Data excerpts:
// =============================================================================
// Shared Application State
// =============================================================================
//
// One `Arc<AppState>` is handed to the axum router and every background
// task. The state is read-only after startup: the config is parsed once
// from the environment and the Yahoo client owns its connection pool.
// =============================================================================

use crate::config::AppConfig;
use crate::yahoo::YahooClient;

/// Immutable shared state for the HTTP handlers and background tasks.
pub struct AppState {
    pub config: AppConfig,
    pub yahoo: YahooClient,
}

impl AppState {
    /// Construct the shared state. The returned value is wrapped in `Arc`
    /// by the caller.
    pub fn new(config: AppConfig) -> Self {
        Self {
            yahoo: YahooClient::new(),
            config,
        }
    }
}
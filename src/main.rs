// =============================================================================
// Stock Report Service — Main Entry Point
// =============================================================================
//
// Fetches daily price/volume series for Taiwan-listed tickers, repairs
// gaps, derives SMA/RSI/crossover indicators, and serves the enriched
// records as JSON or downloadable CSV.
// =============================================================================

// ── Module declarations ──────────────────────────────────────────────────────
mod api;
mod app_state;
mod config;
mod csv_export;
mod indicators;
mod keep_alive;
mod pipeline;
mod yahoo;

use std::sync::Arc;

use tracing::{info, warn};
use tracing_subscriber::EnvFilter;

use crate::app_state::AppState;
use crate::config::AppConfig;

#[tokio::main]
async fn main() -> anyhow::Result<()> {
    // ── 1. Environment & logging ─────────────────────────────────────────
    let _ = dotenv::dotenv();

    tracing_subscriber::fmt()
        .with_env_filter(
            EnvFilter::try_from_default_env().unwrap_or_else(|_| EnvFilter::new("info")),
        )
        .init();

    let config = AppConfig::from_env();
    info!(
        bind_addr = %config.bind_addr,
        default_range = %config.stock_range,
        keep_alive = config.keep_alive.enabled,
        "stock report service starting"
    );

    // ── 2. Shared state ──────────────────────────────────────────────────
    let state = Arc::new(AppState::new(config.clone()));

    // ── 3. Keep-alive scheduler ──────────────────────────────────────────
    tokio::spawn(keep_alive::run(config.keep_alive.clone()));

    // ── 4. HTTP server ───────────────────────────────────────────────────
    let app = api::rest::router(state);
    let listener = tokio::net::TcpListener::bind(&config.bind_addr)
        .await
        .map_err(|e| anyhow::anyhow!("failed to bind {}: {e}", config.bind_addr))?;
    info!(addr = %config.bind_addr, "API server listening");

    tokio::select! {
        result = axum::serve(listener, app) => {
            result.map_err(|e| anyhow::anyhow!("API server failed: {e}"))?;
        }
        _ = tokio::signal::ctrl_c() => {
            warn!("shutdown signal received — stopping");
        }
    }

    info!("stock report service shut down complete");
    Ok(())
}
// =============================================================================
// Simple Moving Average (SMA)
// =============================================================================
//
// The arithmetic mean of a trailing window of `period` closes.  The report
// pipeline uses SMA(10) against SMA(50) to classify golden / death crosses.
//
// Formula:
//   SMA_t = (close_{t-period+1} + ... + close_t) / period
//
// The first value is defined at index `period - 1` of the input.
// =============================================================================

/// Compute the SMA series for the given `values` slice and window `period`.
///
/// Returns one value per input element starting at index `period - 1`, so
/// the output length is `values.len() - period + 1`.
///
/// # Edge cases
/// - `period == 0` => empty vec (division by zero guard)
/// - `values.len() < period` => empty vec
/// - A non-finite window mean stops the series early — downstream consumers
///   should not trust a broken tail.
pub fn calculate_sma(values: &[f64], period: usize) -> Vec<f64> {
    if period == 0 || values.len() < period {
        return Vec::new();
    }

    let period_f = period as f64;
    let mut result = Vec::with_capacity(values.len() - period + 1);

    // Rolling sum: seed with the first window, then slide.
    let mut sum: f64 = values[..period].iter().sum();
    let first = sum / period_f;
    if !first.is_finite() {
        return Vec::new();
    }
    result.push(first);

    for i in period..values.len() {
        sum += values[i] - values[i - period];
        let mean = sum / period_f;
        if !mean.is_finite() {
            break;
        }
        result.push(mean);
    }

    result
}

// =============================================================================
// Unit Tests
// =============================================================================
#[cfg(test)]
mod tests {
    use super::*;

    #[test]
    fn sma_empty_input() {
        assert!(calculate_sma(&[], 10).is_empty());
    }

    #[test]
    fn sma_period_zero() {
        assert!(calculate_sma(&[1.0, 2.0, 3.0], 0).is_empty());
    }

    #[test]
    fn sma_insufficient_data() {
        assert!(calculate_sma(&[1.0, 2.0], 5).is_empty());
    }

    #[test]
    fn sma_period_equals_length() {
        let sma = calculate_sma(&[2.0, 4.0, 6.0], 3);
        assert_eq!(sma.len(), 1);
        assert!((sma[0] - 4.0).abs() < 1e-10);
    }

    #[test]
    fn sma_known_values() {
        // 3-period SMA of [1..6]: [2, 3, 4, 5]
        let values: Vec<f64> = (1..=6).map(|x| x as f64).collect();
        let sma = calculate_sma(&values, 3);
        assert_eq!(sma.len(), 4);
        for (got, want) in sma.iter().zip([2.0, 3.0, 4.0, 5.0]) {
            assert!((got - want).abs() < 1e-10, "got {got}, expected {want}");
        }
    }

    #[test]
    fn sma_flat_series_is_constant() {
        let sma = calculate_sma(&[7.0; 20], 10);
        assert_eq!(sma.len(), 11);
        for &v in &sma {
            assert!((v - 7.0).abs() < 1e-10);
        }
    }

    #[test]
    fn sma_output_length_property() {
        for n in 10..30 {
            let values: Vec<f64> = (0..n).map(|x| x as f64).collect();
            assert_eq!(calculate_sma(&values, 10).len(), n - 9);
        }
    }
}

### WORK REQUIRED
Your answer must be the lines from the one containing "assert_eq!(sma.len(), 11);" through the last line of the entries, copied exactly, with no other lines.

### EXPECTED ANSWER
        assert_eq!(sma.len(), 11);
        for &v in &sma {
            assert!((v - 7.0).abs() < 1e-10);
        }
    }

    #[test]
    fn sma_output_length_property() {
        for n in 10..30 {
            let values: Vec<f64> = (0..n).map(|x| x as f64).collect();
            assert_eq!(calculate_sma(&values, 10).len(), n - 9);
        }
    }
}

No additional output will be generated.